- [What you will do]: Would you filter these records and copy every line that has the word "CodecError"?

- [Exercise material]:
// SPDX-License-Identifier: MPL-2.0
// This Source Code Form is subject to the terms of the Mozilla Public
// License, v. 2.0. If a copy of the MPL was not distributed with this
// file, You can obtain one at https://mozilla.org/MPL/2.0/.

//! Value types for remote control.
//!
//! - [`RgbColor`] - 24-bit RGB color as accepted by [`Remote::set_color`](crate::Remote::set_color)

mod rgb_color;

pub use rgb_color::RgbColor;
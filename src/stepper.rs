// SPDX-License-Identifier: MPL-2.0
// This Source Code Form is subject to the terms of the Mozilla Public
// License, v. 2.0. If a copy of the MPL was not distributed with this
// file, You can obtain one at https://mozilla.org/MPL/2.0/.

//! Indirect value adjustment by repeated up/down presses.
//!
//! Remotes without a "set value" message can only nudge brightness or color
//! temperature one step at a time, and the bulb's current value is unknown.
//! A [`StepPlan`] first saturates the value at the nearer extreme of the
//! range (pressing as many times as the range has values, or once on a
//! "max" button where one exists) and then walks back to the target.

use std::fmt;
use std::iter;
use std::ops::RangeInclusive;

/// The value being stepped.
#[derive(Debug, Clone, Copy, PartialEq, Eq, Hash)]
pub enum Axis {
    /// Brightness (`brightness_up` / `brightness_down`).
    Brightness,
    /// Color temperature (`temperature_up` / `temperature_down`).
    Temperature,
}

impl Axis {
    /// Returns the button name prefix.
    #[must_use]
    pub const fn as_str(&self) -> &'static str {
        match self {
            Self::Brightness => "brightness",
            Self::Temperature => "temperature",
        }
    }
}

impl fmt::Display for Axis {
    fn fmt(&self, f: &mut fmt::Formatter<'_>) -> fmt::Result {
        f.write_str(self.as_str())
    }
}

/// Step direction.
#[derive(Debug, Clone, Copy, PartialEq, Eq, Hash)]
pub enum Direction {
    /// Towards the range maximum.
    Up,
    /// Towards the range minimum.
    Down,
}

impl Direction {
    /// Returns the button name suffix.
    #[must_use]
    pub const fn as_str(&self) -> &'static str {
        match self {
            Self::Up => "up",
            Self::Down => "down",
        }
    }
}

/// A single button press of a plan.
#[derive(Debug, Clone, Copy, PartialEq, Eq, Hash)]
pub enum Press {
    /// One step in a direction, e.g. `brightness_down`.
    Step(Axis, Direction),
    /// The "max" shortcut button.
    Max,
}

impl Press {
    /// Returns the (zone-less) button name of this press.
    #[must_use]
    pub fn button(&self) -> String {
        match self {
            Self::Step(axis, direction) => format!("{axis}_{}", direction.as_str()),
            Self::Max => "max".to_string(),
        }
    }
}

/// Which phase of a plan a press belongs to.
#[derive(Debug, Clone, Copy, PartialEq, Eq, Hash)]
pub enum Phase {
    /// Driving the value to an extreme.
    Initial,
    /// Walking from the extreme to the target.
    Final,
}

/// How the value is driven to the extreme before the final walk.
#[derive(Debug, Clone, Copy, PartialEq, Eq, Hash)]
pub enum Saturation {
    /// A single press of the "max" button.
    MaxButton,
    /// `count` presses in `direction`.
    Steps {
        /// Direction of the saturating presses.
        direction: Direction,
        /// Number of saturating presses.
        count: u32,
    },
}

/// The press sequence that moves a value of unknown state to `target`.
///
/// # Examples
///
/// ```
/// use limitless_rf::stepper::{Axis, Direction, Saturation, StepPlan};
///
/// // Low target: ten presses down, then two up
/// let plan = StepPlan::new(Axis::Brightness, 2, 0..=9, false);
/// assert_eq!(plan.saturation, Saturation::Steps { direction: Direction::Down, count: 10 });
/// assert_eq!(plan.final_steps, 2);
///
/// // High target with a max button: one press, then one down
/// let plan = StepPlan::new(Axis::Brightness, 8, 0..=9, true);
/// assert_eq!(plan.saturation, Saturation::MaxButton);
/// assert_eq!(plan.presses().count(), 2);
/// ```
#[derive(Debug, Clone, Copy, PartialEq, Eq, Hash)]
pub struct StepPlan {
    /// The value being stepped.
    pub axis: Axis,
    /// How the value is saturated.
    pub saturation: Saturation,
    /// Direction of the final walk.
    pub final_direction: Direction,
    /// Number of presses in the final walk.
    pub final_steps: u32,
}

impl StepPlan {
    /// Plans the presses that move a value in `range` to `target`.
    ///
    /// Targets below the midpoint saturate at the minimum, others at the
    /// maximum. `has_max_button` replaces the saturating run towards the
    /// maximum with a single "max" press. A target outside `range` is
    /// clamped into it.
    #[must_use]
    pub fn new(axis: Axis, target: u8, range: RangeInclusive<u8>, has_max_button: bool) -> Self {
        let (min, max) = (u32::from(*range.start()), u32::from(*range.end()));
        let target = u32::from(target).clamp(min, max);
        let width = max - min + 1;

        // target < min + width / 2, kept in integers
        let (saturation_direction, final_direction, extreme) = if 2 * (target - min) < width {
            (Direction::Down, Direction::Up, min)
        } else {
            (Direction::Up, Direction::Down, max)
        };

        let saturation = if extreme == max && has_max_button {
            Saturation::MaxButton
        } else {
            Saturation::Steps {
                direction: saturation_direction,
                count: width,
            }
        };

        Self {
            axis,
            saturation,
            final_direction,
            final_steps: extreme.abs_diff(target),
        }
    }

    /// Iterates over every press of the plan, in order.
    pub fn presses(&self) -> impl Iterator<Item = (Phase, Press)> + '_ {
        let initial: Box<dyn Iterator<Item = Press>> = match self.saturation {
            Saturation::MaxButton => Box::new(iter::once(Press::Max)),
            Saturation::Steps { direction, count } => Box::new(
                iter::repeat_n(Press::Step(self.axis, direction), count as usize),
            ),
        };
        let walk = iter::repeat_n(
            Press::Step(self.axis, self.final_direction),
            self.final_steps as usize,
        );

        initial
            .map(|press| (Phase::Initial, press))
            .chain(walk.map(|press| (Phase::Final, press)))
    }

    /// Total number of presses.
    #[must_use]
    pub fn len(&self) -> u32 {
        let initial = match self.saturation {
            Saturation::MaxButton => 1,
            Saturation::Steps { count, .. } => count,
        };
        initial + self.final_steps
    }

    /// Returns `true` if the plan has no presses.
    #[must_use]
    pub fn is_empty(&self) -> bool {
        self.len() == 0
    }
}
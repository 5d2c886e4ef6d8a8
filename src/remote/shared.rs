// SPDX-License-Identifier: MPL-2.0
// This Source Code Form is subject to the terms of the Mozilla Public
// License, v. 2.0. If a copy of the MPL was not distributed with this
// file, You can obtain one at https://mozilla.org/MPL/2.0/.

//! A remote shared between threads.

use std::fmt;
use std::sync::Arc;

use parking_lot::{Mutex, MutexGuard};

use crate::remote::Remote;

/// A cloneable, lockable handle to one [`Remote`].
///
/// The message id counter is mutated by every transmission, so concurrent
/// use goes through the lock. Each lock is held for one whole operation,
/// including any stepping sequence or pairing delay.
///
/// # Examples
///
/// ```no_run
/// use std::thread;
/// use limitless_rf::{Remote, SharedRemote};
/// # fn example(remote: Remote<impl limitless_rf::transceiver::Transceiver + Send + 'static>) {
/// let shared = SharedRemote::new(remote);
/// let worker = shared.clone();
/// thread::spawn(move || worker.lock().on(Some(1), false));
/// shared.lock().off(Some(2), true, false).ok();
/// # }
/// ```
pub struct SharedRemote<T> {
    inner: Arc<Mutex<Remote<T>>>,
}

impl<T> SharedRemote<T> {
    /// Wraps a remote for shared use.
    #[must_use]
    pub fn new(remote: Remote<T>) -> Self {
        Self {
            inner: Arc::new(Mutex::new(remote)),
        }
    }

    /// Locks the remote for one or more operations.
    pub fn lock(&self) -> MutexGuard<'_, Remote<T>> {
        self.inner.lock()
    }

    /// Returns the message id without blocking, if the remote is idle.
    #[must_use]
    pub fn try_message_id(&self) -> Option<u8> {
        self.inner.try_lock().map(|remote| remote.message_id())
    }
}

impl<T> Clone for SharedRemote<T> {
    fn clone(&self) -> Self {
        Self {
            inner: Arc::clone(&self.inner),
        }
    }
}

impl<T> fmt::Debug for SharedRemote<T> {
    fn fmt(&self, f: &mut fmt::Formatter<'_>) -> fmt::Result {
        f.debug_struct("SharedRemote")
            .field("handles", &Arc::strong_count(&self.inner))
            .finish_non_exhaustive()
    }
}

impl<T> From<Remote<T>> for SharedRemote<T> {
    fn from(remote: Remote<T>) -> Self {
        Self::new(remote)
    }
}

--

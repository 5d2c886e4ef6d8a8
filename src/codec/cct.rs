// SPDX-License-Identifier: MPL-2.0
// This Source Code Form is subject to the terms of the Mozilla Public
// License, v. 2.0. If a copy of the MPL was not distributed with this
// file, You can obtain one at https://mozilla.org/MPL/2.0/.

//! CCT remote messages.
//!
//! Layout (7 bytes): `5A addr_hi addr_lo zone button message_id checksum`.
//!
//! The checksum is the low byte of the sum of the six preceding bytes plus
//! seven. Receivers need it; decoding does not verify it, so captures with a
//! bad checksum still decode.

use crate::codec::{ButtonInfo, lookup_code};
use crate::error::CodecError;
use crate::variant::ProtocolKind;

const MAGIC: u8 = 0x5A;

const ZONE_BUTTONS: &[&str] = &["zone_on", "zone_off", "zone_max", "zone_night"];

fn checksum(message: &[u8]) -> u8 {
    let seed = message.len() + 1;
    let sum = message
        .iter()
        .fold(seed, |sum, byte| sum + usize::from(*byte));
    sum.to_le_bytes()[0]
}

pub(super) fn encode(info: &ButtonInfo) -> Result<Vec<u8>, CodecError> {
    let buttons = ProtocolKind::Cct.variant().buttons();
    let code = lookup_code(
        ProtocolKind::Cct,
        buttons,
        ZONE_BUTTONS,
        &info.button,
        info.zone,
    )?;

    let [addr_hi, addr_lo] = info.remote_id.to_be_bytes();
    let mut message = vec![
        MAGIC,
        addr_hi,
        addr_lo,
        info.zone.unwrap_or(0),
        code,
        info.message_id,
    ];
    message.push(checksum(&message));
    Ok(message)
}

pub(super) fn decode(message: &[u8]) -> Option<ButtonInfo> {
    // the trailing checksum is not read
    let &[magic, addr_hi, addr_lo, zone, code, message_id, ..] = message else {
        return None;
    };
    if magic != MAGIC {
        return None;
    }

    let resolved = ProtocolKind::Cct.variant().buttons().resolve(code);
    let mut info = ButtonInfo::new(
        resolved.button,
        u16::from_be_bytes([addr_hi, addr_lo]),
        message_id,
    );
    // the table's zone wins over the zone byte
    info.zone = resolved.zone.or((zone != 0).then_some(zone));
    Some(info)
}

==

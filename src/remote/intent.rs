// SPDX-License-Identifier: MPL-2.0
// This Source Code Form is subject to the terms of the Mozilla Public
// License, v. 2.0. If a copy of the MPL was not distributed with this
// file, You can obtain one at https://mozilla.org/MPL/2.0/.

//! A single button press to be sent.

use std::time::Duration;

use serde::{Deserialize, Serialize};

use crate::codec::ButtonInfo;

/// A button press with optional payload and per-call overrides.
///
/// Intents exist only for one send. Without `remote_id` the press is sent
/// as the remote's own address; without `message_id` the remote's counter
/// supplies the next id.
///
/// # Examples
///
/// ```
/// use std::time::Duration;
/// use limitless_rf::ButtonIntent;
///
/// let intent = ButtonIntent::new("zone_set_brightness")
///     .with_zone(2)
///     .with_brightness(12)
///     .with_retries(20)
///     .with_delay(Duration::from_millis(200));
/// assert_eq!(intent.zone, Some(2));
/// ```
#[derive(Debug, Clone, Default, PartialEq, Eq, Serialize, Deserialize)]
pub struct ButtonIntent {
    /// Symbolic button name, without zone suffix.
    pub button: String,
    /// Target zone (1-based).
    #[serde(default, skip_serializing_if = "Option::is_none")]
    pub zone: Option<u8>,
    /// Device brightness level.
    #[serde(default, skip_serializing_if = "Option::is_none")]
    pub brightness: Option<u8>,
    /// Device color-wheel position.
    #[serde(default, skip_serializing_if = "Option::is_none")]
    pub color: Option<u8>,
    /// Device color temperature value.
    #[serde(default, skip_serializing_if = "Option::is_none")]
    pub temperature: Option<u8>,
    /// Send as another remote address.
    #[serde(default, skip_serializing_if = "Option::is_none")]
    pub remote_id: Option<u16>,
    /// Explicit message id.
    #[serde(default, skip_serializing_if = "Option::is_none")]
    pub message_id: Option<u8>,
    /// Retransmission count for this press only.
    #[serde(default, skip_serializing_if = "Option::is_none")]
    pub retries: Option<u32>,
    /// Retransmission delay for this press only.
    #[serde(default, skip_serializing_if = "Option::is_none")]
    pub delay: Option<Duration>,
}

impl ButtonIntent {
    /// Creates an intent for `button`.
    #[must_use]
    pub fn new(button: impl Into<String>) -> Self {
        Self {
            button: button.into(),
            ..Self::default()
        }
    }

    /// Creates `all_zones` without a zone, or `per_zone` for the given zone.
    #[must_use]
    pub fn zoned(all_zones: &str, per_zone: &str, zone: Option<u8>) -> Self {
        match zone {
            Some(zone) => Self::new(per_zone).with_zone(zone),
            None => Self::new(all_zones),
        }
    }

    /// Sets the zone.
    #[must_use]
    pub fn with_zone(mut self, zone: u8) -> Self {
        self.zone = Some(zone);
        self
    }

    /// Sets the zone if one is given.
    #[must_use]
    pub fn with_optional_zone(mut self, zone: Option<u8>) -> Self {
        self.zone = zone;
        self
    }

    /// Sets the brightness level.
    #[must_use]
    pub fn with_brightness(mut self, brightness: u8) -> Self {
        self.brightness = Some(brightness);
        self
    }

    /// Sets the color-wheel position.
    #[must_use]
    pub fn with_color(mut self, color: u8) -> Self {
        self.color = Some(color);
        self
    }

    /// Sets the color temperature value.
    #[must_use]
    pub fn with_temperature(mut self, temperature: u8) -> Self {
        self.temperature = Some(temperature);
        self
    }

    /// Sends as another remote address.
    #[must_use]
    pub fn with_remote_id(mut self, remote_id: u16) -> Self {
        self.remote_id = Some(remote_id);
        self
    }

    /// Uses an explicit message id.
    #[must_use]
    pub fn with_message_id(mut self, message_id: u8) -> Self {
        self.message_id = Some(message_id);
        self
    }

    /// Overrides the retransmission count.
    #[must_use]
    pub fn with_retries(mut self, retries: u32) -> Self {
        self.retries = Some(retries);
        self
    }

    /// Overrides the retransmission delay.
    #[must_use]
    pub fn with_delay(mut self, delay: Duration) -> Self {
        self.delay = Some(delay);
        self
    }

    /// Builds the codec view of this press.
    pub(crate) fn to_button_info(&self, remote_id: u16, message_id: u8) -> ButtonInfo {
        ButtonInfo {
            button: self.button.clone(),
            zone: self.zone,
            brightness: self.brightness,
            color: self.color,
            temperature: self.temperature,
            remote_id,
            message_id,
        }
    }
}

- [Expected output]:
use crate::error::CodecError;
pub(super) fn encode(info: &ButtonInfo) -> Result<Vec<u8>, CodecError> {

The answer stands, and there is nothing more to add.